Data for the task: Begin

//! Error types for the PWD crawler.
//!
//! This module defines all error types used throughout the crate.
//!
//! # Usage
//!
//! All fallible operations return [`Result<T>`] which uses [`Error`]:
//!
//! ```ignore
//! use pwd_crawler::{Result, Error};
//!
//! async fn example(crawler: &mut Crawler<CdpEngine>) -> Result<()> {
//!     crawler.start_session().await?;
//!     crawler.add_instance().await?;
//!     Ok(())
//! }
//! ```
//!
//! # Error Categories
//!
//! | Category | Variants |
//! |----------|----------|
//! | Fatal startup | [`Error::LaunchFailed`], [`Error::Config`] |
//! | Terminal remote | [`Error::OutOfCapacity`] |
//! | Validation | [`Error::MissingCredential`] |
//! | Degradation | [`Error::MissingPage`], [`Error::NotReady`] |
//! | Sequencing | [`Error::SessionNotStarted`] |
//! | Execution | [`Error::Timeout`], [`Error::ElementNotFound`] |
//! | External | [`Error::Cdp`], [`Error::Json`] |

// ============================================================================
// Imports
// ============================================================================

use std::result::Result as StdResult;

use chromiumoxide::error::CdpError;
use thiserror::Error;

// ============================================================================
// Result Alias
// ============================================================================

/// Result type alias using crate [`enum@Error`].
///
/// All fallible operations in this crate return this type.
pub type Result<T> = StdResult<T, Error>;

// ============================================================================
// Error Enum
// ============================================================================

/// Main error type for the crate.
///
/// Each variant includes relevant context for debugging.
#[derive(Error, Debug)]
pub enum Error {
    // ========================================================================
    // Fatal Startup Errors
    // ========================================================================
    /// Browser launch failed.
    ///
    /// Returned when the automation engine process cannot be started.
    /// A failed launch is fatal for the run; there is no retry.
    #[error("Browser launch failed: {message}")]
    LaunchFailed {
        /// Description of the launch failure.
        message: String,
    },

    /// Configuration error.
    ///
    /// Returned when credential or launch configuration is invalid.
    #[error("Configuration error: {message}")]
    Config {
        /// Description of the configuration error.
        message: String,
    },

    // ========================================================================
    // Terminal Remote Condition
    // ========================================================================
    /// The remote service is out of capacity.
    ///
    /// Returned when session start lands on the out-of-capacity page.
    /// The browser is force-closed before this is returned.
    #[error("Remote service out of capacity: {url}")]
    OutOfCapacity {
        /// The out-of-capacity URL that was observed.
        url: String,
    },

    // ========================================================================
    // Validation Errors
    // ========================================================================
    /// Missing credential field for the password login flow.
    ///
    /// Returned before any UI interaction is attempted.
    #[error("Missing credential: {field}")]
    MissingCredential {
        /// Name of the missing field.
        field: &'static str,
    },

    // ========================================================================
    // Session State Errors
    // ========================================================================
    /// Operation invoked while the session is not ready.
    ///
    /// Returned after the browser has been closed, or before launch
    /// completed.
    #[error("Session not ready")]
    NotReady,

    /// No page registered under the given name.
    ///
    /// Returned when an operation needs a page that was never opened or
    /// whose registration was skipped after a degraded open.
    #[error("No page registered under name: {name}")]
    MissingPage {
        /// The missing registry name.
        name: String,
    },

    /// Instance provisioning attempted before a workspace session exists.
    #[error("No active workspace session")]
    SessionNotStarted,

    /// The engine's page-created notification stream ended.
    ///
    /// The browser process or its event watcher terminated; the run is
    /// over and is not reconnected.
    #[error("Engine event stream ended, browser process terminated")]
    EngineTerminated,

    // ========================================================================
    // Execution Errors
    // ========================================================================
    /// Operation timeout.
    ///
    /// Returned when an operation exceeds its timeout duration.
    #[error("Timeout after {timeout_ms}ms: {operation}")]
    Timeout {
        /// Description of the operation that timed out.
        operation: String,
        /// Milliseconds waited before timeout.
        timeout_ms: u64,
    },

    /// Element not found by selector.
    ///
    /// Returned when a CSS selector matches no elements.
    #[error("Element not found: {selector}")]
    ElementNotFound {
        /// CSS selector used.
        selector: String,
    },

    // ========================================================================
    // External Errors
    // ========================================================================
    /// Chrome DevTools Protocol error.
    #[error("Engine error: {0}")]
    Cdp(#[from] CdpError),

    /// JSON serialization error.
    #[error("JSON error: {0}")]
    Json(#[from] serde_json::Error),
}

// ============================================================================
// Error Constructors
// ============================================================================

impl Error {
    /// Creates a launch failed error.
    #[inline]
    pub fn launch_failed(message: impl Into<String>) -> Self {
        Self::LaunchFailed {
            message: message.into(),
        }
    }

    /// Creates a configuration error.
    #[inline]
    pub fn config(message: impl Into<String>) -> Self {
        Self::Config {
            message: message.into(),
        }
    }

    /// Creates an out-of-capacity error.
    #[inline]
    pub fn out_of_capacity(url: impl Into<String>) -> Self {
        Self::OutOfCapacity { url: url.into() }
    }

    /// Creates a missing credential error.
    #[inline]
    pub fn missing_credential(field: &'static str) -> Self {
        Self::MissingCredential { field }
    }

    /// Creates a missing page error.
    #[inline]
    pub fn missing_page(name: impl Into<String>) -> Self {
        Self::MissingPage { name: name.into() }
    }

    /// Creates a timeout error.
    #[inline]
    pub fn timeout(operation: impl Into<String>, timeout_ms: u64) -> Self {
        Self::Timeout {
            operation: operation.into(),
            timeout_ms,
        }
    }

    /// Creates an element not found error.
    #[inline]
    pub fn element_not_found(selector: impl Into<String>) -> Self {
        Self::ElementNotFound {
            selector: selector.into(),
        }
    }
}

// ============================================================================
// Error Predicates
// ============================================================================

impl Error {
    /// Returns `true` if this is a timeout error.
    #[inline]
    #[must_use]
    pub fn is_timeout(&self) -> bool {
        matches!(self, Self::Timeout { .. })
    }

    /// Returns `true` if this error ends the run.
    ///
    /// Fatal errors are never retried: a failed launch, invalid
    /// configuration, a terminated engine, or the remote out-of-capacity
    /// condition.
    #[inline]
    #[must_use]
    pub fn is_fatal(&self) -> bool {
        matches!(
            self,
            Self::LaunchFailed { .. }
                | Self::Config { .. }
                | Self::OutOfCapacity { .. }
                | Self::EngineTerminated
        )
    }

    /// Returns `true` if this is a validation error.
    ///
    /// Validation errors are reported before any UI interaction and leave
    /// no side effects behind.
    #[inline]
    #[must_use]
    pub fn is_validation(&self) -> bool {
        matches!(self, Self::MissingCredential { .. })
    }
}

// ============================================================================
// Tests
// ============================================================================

Data for the task: End
Data for the task: Begin

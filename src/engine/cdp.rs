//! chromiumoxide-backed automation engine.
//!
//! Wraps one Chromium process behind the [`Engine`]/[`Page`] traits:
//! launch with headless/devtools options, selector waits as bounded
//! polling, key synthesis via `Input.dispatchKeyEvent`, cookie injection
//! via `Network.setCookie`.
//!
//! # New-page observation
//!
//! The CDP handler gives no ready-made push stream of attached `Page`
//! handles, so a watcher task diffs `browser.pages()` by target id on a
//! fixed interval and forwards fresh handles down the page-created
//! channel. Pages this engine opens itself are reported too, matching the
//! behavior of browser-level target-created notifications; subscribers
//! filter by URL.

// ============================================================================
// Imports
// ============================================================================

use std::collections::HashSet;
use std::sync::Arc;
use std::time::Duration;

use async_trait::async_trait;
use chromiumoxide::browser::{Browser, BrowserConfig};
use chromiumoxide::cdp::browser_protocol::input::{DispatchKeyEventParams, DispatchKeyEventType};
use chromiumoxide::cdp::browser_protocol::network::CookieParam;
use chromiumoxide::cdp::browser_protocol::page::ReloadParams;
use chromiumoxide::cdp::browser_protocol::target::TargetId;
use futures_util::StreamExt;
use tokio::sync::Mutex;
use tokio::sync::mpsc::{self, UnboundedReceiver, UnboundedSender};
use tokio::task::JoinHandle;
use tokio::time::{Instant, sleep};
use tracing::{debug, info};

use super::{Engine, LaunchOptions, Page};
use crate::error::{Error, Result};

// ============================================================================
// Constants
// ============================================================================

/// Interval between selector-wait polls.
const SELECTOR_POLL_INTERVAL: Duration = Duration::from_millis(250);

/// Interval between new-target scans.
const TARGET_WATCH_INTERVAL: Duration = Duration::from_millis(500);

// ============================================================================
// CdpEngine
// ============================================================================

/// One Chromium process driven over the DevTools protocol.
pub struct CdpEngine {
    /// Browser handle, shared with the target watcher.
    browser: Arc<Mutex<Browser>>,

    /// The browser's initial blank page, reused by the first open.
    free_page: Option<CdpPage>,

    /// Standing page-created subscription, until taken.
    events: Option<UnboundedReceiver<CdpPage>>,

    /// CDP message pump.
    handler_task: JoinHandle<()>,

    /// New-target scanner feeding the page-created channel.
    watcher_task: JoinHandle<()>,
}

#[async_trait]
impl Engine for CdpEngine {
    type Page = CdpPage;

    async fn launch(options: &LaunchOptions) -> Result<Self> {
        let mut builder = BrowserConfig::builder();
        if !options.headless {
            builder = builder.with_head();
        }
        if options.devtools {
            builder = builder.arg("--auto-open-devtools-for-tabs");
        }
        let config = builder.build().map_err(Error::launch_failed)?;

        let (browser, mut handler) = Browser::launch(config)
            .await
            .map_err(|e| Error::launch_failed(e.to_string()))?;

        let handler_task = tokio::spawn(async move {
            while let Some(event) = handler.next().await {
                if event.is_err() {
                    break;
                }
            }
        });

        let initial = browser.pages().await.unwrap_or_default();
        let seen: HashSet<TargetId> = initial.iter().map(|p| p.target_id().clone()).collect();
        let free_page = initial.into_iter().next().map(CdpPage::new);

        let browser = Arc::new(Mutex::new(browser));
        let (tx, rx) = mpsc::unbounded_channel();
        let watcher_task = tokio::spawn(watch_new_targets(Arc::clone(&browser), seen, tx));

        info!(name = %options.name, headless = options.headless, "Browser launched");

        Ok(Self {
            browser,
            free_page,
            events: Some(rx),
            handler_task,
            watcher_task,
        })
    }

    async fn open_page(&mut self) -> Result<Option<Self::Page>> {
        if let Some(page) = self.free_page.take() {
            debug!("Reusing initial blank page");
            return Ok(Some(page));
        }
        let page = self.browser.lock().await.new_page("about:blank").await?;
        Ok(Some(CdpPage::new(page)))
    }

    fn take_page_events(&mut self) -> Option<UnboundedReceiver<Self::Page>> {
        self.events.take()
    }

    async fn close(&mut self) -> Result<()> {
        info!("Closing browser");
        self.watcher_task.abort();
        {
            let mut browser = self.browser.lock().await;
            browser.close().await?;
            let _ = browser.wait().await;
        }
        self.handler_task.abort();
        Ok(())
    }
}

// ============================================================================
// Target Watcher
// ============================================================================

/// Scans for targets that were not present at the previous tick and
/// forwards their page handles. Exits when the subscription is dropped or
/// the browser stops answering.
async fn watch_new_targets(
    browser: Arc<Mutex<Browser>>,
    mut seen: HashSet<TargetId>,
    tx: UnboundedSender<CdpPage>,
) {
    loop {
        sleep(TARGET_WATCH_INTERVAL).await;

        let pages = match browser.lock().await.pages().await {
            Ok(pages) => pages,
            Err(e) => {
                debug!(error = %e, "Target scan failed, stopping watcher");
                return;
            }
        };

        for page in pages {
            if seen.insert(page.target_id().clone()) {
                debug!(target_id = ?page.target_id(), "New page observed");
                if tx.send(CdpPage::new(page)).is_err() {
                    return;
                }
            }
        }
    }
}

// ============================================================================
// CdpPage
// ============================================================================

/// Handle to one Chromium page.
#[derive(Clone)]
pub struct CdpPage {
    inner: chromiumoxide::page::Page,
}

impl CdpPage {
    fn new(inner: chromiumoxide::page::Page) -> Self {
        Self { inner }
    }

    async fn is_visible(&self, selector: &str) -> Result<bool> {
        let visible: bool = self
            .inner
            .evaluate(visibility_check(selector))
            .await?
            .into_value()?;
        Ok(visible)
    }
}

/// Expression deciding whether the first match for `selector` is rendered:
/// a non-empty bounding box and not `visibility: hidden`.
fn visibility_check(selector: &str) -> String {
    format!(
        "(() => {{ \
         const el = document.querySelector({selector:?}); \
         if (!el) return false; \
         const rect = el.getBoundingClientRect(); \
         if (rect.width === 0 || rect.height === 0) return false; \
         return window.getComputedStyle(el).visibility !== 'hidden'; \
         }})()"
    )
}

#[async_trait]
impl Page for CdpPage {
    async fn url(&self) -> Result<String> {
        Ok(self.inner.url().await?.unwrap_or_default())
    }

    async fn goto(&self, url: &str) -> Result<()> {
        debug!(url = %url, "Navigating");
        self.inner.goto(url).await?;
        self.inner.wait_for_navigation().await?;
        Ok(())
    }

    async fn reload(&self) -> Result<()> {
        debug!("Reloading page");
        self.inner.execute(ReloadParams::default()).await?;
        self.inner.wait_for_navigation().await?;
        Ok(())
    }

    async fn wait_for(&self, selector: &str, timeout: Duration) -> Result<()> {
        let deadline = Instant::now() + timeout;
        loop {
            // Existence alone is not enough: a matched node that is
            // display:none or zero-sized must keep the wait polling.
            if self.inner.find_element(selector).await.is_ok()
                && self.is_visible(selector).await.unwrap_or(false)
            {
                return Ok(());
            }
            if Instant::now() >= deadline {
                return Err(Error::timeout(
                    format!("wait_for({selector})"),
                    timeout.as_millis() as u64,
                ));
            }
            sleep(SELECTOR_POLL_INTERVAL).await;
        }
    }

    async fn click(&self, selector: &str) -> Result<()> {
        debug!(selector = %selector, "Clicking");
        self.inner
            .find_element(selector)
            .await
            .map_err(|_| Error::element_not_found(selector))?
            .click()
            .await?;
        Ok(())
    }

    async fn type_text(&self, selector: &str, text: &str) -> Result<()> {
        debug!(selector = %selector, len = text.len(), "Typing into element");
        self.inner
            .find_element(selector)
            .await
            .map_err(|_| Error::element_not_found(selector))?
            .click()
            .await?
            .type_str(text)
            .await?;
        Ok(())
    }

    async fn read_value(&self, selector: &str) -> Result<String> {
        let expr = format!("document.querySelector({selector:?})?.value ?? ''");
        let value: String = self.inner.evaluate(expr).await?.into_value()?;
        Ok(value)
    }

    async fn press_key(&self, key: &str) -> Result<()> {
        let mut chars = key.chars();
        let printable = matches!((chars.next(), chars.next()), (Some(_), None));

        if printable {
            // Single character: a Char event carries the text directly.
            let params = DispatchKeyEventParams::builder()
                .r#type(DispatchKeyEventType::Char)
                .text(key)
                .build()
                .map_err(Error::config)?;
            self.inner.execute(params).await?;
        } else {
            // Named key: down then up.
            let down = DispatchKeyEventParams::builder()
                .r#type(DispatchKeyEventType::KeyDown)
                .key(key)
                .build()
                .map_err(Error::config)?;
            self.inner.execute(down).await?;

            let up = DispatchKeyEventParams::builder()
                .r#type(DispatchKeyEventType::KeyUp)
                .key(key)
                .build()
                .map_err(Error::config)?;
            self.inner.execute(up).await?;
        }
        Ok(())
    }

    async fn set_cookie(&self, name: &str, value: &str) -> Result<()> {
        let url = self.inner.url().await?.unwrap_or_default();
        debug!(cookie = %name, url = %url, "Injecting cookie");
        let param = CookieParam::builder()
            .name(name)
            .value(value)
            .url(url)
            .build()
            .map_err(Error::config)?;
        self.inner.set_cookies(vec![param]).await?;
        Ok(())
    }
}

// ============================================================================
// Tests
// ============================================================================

Data for the task: End

Task instructions
Review the material and copy each line in which the word "operations" appears.

Answer space
//! All fallible operations return [`Result<T>`] which uses [`Error`]:
/// All fallible operations in this crate return this type.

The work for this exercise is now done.